Stored data:

-------

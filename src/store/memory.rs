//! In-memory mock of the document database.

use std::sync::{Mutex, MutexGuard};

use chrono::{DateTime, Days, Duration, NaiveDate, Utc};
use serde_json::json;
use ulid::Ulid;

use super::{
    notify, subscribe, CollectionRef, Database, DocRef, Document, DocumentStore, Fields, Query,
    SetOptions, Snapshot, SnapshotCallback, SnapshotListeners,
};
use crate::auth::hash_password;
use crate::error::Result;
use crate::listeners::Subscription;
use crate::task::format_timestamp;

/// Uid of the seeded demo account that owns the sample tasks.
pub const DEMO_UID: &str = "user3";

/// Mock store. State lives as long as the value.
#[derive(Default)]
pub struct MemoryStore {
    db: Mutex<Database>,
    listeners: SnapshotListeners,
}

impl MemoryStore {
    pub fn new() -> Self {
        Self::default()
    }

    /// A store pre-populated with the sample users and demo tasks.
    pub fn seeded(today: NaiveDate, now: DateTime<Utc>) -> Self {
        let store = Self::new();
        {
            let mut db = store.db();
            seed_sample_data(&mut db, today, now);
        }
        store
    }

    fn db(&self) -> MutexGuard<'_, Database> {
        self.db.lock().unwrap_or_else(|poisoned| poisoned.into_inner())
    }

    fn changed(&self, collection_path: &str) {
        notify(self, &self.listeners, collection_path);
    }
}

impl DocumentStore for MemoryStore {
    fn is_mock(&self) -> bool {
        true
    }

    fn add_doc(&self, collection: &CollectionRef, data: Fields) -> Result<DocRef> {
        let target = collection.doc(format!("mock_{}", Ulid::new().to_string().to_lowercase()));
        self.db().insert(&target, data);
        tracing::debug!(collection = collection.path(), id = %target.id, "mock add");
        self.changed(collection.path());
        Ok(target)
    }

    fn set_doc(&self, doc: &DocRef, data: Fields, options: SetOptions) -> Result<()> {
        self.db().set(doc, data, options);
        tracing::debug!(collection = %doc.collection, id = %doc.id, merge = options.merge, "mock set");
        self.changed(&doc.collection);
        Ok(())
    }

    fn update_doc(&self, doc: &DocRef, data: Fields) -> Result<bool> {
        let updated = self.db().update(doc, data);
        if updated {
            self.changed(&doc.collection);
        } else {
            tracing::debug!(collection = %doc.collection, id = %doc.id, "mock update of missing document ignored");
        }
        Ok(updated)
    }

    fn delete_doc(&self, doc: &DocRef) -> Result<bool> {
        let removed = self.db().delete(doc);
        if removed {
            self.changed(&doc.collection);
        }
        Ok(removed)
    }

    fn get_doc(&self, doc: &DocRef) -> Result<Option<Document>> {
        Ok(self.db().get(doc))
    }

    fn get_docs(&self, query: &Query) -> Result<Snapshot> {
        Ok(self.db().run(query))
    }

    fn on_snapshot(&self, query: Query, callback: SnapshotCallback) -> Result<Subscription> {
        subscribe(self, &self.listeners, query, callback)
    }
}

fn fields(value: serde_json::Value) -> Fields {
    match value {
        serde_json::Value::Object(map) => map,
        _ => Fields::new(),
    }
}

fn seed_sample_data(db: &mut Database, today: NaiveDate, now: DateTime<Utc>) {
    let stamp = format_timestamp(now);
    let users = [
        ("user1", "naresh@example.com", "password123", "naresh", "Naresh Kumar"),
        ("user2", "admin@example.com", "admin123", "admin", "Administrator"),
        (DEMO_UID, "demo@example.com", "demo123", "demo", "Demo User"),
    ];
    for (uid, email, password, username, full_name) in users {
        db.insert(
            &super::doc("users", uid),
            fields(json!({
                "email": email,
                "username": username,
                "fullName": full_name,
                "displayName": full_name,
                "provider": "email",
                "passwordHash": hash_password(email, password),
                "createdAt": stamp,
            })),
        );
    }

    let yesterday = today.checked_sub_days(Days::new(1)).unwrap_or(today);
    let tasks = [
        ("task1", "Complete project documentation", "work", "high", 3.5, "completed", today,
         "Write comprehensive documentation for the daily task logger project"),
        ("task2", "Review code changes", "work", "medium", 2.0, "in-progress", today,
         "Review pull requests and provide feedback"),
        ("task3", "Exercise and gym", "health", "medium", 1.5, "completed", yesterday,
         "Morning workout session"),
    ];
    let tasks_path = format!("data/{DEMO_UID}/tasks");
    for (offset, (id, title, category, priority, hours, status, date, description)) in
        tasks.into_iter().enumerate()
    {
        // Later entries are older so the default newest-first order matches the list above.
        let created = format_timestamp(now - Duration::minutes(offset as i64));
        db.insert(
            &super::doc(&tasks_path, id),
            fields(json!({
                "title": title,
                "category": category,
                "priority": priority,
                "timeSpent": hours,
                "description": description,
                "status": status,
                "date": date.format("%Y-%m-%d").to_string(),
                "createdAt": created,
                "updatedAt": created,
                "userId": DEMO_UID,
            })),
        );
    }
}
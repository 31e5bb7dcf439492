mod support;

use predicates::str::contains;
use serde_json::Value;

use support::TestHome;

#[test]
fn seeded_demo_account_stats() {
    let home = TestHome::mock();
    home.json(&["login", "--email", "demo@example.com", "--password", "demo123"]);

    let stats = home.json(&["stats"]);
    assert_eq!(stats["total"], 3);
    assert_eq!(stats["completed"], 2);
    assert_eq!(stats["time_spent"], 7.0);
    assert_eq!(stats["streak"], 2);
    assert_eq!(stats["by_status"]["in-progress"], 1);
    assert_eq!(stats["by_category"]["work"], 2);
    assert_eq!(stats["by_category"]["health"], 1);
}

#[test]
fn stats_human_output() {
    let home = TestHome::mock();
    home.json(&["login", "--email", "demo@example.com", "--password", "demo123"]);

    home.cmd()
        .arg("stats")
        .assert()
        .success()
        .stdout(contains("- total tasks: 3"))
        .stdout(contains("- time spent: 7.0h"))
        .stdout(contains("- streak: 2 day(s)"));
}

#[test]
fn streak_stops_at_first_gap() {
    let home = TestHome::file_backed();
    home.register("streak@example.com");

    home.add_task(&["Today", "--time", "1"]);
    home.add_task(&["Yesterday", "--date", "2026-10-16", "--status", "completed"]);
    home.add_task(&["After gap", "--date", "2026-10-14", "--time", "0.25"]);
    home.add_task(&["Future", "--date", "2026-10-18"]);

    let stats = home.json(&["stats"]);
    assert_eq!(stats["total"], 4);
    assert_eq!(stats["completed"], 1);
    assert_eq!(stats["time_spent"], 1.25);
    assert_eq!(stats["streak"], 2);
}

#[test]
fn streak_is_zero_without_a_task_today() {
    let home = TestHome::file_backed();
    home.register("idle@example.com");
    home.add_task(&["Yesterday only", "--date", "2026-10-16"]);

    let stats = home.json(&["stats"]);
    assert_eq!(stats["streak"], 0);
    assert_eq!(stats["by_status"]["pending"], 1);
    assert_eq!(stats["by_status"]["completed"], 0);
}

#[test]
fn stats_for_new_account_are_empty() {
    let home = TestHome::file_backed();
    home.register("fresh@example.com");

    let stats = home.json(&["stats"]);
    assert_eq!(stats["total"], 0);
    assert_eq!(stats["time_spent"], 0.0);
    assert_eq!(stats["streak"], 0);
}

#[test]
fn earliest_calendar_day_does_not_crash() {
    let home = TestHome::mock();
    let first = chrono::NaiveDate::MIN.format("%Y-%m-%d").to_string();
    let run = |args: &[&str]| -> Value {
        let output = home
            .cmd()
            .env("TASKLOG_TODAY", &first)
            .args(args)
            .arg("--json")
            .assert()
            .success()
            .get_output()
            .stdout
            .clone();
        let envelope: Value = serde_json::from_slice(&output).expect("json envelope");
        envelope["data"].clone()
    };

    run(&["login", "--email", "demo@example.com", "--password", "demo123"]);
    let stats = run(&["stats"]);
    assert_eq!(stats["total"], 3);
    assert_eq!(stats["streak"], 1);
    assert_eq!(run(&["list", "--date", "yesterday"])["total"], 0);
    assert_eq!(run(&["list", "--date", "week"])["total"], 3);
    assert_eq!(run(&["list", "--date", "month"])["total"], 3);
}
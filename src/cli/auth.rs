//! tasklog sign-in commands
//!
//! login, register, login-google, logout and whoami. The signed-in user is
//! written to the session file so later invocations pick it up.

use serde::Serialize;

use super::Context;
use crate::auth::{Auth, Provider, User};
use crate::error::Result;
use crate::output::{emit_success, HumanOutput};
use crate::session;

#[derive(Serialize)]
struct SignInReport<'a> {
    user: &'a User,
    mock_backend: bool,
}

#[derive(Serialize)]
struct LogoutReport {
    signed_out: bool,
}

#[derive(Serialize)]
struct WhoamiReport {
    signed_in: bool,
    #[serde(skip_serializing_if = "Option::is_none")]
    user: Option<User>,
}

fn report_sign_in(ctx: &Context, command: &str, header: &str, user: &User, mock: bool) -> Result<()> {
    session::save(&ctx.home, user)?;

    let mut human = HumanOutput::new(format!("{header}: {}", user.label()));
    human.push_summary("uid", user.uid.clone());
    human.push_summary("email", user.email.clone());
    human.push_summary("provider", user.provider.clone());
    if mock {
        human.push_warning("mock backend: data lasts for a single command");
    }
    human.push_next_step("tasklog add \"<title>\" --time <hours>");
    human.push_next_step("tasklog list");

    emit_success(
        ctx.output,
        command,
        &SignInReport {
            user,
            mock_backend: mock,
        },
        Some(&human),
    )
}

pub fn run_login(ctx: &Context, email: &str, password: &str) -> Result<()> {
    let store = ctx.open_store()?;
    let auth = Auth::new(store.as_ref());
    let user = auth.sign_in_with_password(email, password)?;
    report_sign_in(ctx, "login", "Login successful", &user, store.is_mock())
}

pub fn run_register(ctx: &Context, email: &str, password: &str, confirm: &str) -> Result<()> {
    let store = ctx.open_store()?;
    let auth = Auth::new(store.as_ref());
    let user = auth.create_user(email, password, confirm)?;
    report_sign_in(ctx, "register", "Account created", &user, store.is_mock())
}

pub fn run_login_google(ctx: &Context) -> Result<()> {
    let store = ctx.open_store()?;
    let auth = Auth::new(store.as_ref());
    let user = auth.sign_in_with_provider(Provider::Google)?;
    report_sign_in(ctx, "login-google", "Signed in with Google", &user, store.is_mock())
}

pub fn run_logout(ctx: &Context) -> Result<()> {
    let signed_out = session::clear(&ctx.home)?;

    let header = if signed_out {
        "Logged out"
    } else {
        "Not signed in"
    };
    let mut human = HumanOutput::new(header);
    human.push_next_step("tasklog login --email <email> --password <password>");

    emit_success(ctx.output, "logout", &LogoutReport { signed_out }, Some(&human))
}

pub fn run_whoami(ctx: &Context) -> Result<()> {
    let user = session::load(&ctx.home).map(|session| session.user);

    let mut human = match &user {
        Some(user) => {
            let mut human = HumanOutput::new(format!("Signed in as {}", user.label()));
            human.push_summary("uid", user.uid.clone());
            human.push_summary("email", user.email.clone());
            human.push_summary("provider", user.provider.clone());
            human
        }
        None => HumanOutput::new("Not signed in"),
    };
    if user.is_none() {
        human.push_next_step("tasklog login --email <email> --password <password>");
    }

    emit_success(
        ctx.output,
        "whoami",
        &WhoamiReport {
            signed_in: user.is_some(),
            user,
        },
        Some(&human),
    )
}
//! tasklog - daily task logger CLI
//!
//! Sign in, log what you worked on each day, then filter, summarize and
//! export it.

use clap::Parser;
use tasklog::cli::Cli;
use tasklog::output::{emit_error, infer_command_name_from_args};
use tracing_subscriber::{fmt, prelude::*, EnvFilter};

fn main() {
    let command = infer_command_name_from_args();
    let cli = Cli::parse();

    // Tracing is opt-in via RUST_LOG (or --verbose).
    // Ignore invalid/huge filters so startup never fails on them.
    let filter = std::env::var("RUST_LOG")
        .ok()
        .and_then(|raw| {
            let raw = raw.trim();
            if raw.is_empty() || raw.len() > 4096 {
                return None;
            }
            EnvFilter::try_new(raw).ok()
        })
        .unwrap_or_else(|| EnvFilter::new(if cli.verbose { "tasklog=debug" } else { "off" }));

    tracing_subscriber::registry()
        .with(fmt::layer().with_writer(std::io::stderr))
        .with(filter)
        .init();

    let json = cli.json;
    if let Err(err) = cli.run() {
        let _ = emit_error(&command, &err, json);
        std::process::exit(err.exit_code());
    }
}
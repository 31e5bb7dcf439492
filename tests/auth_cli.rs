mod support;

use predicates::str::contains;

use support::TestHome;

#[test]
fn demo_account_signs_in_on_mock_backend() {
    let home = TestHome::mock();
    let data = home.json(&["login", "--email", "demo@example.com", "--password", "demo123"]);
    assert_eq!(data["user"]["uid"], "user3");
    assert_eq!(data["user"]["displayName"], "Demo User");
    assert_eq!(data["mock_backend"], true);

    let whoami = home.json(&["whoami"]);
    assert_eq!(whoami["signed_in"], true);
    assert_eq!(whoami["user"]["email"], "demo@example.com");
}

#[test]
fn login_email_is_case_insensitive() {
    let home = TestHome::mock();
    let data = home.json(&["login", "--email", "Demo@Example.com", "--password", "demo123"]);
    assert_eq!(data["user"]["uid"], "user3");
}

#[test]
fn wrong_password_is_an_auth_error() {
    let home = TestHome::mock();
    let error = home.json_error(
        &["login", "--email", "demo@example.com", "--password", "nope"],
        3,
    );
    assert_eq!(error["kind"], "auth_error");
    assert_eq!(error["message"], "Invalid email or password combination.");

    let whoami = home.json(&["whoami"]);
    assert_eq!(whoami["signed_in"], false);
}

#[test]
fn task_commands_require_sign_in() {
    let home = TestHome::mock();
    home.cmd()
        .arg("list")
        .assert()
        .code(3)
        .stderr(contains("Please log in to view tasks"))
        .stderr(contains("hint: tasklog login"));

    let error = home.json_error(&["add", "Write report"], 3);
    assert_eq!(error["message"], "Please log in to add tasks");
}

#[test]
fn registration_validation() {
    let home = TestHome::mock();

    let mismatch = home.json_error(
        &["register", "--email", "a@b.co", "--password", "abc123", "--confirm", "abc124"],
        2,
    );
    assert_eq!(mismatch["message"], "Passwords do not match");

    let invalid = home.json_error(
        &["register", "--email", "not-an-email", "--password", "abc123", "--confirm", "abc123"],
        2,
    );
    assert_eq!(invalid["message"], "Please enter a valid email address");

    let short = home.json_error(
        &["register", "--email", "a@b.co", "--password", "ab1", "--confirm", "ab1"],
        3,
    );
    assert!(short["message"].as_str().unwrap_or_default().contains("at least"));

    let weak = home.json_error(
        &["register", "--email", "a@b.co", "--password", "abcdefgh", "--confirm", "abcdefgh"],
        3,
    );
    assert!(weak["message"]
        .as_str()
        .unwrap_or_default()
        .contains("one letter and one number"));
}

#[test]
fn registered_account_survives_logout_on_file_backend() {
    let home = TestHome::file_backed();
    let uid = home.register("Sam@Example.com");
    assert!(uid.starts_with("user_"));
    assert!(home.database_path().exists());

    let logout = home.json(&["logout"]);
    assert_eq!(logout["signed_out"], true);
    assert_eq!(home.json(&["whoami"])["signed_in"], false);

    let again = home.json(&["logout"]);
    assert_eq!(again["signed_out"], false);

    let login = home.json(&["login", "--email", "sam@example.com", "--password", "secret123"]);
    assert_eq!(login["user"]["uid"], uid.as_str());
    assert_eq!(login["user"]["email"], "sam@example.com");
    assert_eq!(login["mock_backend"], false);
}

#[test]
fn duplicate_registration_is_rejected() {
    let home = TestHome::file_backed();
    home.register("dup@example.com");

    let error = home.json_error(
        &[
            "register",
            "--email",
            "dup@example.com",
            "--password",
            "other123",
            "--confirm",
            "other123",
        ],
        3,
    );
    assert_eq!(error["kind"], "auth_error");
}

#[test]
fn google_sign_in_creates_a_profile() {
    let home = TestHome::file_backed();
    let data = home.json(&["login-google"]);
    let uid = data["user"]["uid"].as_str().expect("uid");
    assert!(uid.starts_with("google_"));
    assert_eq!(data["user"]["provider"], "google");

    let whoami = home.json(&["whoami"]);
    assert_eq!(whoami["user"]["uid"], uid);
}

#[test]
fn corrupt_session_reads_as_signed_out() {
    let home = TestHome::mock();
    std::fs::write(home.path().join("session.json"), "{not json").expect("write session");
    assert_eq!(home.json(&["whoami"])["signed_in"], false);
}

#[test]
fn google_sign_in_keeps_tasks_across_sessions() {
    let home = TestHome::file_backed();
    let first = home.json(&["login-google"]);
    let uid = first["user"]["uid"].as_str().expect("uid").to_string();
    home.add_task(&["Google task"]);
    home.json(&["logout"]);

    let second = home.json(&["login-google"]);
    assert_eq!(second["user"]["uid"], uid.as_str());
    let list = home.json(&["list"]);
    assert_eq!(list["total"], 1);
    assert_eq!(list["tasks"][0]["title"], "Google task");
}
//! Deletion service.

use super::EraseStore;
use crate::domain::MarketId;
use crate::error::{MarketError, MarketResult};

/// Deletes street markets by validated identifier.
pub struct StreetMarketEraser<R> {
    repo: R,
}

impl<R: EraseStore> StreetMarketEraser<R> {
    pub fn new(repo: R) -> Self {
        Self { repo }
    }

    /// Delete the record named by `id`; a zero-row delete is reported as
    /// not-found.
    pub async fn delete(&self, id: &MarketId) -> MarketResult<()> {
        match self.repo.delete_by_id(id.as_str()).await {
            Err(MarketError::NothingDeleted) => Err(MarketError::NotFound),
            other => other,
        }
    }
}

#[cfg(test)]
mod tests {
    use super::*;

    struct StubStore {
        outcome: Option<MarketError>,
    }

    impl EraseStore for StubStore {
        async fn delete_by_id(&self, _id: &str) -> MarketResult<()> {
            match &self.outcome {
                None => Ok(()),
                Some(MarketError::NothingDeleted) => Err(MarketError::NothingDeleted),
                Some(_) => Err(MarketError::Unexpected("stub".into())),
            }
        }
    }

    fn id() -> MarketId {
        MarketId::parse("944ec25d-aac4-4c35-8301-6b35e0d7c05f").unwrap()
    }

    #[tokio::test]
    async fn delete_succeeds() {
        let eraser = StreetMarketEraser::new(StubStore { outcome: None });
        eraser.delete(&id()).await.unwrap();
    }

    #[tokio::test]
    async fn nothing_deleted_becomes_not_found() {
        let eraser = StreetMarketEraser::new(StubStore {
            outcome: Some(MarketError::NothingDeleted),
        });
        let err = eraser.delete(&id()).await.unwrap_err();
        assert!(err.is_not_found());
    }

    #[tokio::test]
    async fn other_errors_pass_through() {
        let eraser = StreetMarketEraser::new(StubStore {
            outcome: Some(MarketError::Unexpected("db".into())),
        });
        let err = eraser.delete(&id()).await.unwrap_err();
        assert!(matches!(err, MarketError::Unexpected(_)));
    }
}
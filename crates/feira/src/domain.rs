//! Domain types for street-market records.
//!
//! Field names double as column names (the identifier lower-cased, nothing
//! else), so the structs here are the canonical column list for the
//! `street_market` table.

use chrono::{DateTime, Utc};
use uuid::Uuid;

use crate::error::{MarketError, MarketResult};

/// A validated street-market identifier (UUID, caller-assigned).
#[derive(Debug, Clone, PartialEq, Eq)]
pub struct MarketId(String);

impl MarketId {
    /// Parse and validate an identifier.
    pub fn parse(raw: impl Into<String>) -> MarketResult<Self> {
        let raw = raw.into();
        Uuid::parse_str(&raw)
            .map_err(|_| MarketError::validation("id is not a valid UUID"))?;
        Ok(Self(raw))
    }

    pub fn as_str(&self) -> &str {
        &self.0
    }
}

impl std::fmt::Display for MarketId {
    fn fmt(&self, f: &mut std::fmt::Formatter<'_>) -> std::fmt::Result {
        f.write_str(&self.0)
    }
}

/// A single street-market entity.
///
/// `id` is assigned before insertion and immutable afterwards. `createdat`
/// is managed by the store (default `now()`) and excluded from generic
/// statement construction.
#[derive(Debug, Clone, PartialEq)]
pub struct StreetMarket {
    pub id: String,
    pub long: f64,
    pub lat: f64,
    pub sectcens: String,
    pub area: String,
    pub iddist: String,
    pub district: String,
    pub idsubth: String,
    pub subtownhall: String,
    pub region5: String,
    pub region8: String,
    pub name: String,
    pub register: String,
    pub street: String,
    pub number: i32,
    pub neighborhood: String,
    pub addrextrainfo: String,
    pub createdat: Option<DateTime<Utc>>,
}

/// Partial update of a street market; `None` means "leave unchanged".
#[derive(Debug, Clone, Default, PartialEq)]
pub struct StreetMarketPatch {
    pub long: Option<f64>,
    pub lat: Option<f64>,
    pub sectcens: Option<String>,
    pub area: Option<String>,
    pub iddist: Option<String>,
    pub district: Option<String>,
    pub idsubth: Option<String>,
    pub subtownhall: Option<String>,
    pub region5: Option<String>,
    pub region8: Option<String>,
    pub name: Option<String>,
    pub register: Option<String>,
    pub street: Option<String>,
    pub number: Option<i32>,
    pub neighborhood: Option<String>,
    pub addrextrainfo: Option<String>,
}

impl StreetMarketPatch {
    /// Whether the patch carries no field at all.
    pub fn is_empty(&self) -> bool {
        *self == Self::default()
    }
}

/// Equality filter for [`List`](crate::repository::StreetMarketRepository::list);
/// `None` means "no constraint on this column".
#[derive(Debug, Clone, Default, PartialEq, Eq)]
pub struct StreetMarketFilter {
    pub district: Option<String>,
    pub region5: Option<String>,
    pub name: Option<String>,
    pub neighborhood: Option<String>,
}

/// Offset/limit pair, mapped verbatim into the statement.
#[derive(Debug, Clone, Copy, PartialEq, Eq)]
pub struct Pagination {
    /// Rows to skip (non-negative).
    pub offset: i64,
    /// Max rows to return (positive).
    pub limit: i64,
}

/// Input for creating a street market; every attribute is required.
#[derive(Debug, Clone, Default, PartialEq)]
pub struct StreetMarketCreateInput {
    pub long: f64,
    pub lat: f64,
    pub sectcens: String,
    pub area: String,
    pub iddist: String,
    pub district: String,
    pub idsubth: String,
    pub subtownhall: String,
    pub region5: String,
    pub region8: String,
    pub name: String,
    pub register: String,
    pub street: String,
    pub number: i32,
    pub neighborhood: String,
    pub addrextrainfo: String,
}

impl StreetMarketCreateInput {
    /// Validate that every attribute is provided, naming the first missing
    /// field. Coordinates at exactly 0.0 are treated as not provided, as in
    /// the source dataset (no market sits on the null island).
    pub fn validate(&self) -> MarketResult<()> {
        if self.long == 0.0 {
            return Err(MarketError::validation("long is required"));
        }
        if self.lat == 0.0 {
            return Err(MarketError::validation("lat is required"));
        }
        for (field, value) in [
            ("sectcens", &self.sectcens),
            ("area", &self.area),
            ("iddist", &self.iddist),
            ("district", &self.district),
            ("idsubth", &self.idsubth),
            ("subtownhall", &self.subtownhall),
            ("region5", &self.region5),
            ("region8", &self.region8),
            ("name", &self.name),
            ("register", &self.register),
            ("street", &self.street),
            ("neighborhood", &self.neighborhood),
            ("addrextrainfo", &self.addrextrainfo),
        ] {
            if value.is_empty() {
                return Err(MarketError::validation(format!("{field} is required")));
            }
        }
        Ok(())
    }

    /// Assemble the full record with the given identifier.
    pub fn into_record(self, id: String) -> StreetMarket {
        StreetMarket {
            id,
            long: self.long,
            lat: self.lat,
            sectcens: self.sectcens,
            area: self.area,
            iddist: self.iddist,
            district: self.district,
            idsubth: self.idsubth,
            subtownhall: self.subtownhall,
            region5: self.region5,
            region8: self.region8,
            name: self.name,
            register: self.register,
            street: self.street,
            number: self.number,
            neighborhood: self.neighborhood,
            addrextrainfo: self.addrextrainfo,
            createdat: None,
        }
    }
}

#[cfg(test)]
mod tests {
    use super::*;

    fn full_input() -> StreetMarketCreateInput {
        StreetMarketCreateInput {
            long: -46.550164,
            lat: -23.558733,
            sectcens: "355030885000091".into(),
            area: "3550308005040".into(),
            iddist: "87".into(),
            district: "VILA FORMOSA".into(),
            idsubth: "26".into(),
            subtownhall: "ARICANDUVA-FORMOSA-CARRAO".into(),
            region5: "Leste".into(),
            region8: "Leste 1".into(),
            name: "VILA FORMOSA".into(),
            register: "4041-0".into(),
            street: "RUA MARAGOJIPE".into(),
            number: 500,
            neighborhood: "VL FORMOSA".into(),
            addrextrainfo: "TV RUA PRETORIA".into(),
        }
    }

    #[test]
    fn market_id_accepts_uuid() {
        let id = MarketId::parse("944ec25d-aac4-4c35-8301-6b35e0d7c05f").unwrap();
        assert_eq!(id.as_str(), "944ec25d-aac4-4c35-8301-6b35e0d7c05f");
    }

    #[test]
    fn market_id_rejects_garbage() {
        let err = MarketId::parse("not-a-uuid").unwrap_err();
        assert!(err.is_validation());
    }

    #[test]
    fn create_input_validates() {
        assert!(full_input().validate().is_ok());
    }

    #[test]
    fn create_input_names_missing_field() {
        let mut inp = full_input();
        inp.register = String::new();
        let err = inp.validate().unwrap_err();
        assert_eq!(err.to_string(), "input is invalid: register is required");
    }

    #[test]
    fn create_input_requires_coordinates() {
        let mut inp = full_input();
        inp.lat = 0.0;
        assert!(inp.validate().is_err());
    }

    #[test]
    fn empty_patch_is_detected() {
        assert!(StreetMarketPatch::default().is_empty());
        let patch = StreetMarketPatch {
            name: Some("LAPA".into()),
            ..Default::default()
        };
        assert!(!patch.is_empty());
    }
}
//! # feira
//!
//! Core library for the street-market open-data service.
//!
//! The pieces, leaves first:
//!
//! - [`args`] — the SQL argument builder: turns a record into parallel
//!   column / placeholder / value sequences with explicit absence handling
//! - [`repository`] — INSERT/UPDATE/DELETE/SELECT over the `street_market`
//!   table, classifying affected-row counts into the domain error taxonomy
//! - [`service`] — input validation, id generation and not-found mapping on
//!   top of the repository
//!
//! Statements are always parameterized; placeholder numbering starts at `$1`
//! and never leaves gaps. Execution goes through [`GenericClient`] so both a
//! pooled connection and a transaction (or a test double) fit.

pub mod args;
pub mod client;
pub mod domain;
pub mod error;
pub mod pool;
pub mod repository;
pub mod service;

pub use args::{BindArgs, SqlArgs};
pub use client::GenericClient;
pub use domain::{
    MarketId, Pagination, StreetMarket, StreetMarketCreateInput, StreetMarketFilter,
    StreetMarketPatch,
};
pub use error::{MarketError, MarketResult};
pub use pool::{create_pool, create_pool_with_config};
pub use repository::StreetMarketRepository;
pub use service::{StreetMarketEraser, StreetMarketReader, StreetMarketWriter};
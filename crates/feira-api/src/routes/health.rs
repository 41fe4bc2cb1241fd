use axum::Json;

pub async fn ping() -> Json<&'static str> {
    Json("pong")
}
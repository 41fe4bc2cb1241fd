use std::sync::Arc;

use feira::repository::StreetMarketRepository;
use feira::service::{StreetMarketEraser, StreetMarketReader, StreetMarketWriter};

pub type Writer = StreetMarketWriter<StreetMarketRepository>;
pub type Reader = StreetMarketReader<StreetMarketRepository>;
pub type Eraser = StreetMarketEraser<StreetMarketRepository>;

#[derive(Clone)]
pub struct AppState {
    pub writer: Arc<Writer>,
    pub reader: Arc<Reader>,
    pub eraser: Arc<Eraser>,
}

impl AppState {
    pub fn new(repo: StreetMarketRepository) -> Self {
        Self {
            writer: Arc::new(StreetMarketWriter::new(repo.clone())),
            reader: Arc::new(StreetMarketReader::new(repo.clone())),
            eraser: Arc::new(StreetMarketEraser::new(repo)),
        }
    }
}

-------

- Your goal:
Go through the lines above. Select every one that has the string "stdout".

- Answer box:
        .stdout(contains("- total tasks: 3"))
        .stdout(contains("- time spent: 7.0h"))
        .stdout(contains("- streak: 2 day(s)"));
            .stdout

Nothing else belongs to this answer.